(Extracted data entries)
****

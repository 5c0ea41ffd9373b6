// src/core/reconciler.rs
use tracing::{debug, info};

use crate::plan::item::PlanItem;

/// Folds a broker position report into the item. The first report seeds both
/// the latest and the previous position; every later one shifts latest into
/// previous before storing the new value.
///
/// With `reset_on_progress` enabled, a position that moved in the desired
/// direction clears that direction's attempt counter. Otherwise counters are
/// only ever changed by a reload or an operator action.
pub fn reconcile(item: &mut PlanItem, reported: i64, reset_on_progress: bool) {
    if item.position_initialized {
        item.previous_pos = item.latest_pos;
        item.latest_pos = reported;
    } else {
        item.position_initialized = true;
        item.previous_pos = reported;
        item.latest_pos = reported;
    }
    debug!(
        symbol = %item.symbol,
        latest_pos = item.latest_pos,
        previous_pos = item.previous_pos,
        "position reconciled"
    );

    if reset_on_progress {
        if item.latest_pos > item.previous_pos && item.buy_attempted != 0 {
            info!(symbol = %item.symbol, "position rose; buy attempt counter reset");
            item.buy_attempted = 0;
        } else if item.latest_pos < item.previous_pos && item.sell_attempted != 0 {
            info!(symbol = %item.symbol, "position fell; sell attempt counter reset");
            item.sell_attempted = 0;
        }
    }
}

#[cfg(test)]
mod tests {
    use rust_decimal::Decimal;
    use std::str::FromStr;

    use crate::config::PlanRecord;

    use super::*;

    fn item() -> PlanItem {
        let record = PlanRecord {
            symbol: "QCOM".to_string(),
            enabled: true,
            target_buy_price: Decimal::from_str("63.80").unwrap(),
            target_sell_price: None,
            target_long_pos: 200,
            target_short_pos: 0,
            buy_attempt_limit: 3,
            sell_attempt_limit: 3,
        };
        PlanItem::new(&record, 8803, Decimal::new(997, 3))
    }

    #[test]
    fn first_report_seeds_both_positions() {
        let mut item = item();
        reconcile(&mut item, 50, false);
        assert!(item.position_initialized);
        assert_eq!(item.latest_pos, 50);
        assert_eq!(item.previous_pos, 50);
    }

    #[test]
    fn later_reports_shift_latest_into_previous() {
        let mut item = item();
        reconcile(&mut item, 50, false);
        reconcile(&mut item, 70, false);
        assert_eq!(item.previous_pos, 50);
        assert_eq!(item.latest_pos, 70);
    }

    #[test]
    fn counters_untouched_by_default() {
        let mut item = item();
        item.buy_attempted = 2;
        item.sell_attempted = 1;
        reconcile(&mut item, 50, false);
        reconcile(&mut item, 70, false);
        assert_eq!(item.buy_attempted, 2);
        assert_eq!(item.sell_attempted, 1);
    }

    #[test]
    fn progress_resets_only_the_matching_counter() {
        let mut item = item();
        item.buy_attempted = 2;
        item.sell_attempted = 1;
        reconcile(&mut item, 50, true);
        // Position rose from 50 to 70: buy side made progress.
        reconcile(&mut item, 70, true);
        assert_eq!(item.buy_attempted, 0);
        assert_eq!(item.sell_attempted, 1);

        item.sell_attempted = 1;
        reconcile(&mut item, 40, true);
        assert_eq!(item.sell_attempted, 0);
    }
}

****

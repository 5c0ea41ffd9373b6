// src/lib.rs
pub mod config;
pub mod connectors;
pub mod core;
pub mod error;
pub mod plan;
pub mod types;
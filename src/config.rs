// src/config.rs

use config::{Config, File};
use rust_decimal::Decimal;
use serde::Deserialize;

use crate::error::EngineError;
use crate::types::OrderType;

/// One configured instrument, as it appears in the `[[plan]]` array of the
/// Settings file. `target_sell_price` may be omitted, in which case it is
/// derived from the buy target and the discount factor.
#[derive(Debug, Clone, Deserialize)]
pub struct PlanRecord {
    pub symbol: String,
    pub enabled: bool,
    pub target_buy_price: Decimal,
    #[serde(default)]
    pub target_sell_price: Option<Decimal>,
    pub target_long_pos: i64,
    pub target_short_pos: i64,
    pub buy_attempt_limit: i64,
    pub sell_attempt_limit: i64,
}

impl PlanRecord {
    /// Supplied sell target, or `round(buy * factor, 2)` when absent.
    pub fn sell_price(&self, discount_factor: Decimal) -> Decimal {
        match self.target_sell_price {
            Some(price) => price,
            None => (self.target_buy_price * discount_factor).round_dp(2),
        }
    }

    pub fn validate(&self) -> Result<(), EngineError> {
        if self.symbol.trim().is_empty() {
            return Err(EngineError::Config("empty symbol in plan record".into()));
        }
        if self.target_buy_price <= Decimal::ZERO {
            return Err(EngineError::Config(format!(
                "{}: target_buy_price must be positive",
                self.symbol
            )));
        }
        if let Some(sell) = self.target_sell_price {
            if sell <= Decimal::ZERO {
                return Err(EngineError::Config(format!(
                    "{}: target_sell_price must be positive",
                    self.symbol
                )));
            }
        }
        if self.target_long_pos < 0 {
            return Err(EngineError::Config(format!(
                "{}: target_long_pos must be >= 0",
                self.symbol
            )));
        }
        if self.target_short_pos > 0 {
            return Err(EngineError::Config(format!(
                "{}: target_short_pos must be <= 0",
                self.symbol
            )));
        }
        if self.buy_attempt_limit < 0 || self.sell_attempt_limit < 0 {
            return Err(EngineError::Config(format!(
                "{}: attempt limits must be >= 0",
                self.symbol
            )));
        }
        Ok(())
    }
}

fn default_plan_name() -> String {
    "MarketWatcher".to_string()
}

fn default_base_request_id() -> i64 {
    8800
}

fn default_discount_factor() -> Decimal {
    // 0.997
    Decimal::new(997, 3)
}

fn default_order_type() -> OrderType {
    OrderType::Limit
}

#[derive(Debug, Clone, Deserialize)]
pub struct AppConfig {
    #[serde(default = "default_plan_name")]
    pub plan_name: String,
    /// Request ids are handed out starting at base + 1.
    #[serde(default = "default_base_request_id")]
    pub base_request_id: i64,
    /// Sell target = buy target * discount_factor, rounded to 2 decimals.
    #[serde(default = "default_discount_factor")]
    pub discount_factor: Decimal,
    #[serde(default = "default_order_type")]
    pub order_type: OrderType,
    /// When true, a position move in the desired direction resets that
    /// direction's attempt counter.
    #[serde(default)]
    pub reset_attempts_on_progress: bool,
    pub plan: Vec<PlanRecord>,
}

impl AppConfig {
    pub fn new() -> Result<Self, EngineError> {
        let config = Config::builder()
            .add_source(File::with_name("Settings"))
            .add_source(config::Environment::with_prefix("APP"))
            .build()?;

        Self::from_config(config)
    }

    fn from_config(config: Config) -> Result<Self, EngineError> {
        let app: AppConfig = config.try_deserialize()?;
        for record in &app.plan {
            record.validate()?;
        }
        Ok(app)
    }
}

****

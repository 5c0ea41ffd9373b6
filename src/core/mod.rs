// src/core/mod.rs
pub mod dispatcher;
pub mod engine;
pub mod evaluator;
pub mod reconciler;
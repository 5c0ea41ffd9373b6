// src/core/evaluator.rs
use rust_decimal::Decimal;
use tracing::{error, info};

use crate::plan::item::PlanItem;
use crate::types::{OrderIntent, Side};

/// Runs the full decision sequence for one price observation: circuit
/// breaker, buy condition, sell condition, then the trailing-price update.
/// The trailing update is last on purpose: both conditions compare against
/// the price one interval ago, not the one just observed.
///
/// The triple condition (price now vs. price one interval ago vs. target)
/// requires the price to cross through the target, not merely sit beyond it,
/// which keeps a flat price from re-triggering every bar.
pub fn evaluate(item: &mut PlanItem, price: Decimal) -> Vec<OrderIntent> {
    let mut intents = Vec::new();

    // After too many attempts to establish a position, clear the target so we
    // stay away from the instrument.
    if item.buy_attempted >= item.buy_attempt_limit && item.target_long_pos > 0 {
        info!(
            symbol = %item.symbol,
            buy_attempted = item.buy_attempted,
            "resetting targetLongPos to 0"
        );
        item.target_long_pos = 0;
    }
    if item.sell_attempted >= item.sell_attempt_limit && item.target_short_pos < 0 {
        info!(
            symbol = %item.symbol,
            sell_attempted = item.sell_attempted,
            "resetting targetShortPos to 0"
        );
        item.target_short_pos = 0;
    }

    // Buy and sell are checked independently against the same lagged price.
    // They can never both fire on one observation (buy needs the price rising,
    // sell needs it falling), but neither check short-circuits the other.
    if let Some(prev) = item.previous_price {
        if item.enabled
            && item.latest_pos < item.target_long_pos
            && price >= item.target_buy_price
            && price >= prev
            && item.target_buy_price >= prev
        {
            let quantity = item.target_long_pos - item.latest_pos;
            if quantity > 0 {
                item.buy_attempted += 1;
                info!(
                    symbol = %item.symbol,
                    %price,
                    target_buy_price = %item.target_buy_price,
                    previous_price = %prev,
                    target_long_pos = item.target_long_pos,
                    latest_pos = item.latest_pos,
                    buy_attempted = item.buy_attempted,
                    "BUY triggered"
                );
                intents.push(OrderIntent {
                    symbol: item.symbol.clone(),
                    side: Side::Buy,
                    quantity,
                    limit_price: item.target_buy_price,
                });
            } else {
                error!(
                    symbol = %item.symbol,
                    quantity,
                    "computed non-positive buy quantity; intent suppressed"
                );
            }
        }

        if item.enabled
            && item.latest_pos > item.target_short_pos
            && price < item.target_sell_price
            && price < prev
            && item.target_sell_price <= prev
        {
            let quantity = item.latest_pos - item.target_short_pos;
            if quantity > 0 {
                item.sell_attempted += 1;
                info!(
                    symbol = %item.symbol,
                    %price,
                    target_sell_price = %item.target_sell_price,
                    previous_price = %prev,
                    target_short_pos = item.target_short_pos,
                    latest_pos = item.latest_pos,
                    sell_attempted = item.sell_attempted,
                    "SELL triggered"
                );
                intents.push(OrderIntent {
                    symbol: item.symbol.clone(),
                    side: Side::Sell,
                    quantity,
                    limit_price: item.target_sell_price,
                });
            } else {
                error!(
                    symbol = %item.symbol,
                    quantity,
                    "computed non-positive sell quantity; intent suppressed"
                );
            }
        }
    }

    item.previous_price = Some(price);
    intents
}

****

● Task directions
Your task is to say how many lines in the entries above contain the word "interval". Please write only the number.

● Result of the task
2